(Beginning of Input data)

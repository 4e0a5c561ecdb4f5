// Copyright 2025 the Isoscape Authors
// SPDX-License-Identifier: Apache-2.0 OR MIT

use isoscape_render::SceneObject;

/// Draw order of scene objects.
///
/// Implemented for closures `Fn(&SceneObject<U>, &SceneObject<U>) -> bool`.
pub trait DrawOrder<U> {
    /// Whether `a` must be drawn before `b`.
    ///
    /// Must be a strict order: never `true` for both `(a, b)` and `(b, a)`.
    /// Objects for which neither call returns `true` keep the order they were
    /// collected in.
    fn draws_before(&self, a: &SceneObject<U>, b: &SceneObject<U>) -> bool;
}

impl<U, F> DrawOrder<U> for F
where
    F: Fn(&SceneObject<U>, &SceneObject<U>) -> bool,
{
    fn draws_before(&self, a: &SceneObject<U>, b: &SceneObject<U>) -> bool {
        self(a, b)
    }
}

/// Back-to-front order for isometric scenes.
///
/// Objects further from the viewer (smaller `x + y`) are drawn first; at equal
/// depth, lower objects are drawn first.
#[derive(Copy, Clone, Debug, Default)]
pub struct DepthOrder;

impl<U> DrawOrder<U> for DepthOrder {
    fn draws_before(&self, a: &SceneObject<U>, b: &SceneObject<U>) -> bool {
        let (a, b) = (a.position(), b.position());
        (a.x + a.y, a.z) < (b.x + b.y, b.z)
    }
}

/// Stable selection sort: repeatedly rotates the first minimum into place.
pub(crate) fn selection_sort<T>(entries: &mut [T], before: impl Fn(&T, &T) -> bool) {
    for i in 0..entries.len() {
        let mut min = i;
        for (j, entry) in entries.iter().enumerate().skip(i + 1) {
            if before(entry, &entries[min]) {
                min = j;
            }
        }
        entries[i..=min].rotate_right(1);
    }
}

#[cfg(test)]
mod tests {
    use super::selection_sort;

    #[test]
    fn sort_is_stable() {
        let mut v = [(2, 'a'), (1, 'b'), (2, 'c'), (0, 'd'), (1, 'e')];
        selection_sort(&mut v, |a, b| a.0 < b.0);
        assert_eq!(v, [(0, 'd'), (1, 'b'), (1, 'e'), (2, 'a'), (2, 'c')]);
    }

    #[test]
    fn sort_without_order_keeps_input() {
        let mut v = [3, 1, 2];
        selection_sort(&mut v, |_, _| false);
        assert_eq!(v, [3, 1, 2]);
    }
}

(End of Input data)

### Task prompt
In restating the data, begin at its first line, reproduce each line word for word, and conclude with the line that contains "selection_sort(&mut v, |_, _| false);".

### Solution to the problem
repository 4e0a5c561ecdb4f5
// Copyright 2025 the Isoscape Authors
// SPDX-License-Identifier: Apache-2.0 OR MIT

use isoscape_render::SceneObject;

/// Draw order of scene objects.
///
/// Implemented for closures `Fn(&SceneObject<U>, &SceneObject<U>) -> bool`.
pub trait DrawOrder<U> {
    /// Whether `a` must be drawn before `b`.
    ///
    /// Must be a strict order: never `true` for both `(a, b)` and `(b, a)`.
    /// Objects for which neither call returns `true` keep the order they were
    /// collected in.
    fn draws_before(&self, a: &SceneObject<U>, b: &SceneObject<U>) -> bool;
}

impl<U, F> DrawOrder<U> for F
where
    F: Fn(&SceneObject<U>, &SceneObject<U>) -> bool,
{
    fn draws_before(&self, a: &SceneObject<U>, b: &SceneObject<U>) -> bool {
        self(a, b)
    }
}

/// Back-to-front order for isometric scenes.
///
/// Objects further from the viewer (smaller `x + y`) are drawn first; at equal
/// depth, lower objects are drawn first.
#[derive(Copy, Clone, Debug, Default)]
pub struct DepthOrder;

impl<U> DrawOrder<U> for DepthOrder {
    fn draws_before(&self, a: &SceneObject<U>, b: &SceneObject<U>) -> bool {
        let (a, b) = (a.position(), b.position());
        (a.x + a.y, a.z) < (b.x + b.y, b.z)
    }
}

/// Stable selection sort: repeatedly rotates the first minimum into place.
pub(crate) fn selection_sort<T>(entries: &mut [T], before: impl Fn(&T, &T) -> bool) {
    for i in 0..entries.len() {
        let mut min = i;
        for (j, entry) in entries.iter().enumerate().skip(i + 1) {
            if before(entry, &entries[min]) {
                min = j;
            }
        }
        entries[i..=min].rotate_right(1);
    }
}

#[cfg(test)]
mod tests {
    use super::selection_sort;

    #[test]
    fn sort_is_stable() {
        let mut v = [(2, 'a'), (1, 'b'), (2, 'c'), (0, 'd'), (1, 'e')];
        selection_sort(&mut v, |a, b| a.0 < b.0);
        assert_eq!(v, [(0, 'd'), (1, 'b'), (1, 'e'), (2, 'a'), (2, 'c')]);
    }

    #[test]
    fn sort_without_order_keeps_input() {
        let mut v = [3, 1, 2];
        selection_sort(&mut v, |_, _| false);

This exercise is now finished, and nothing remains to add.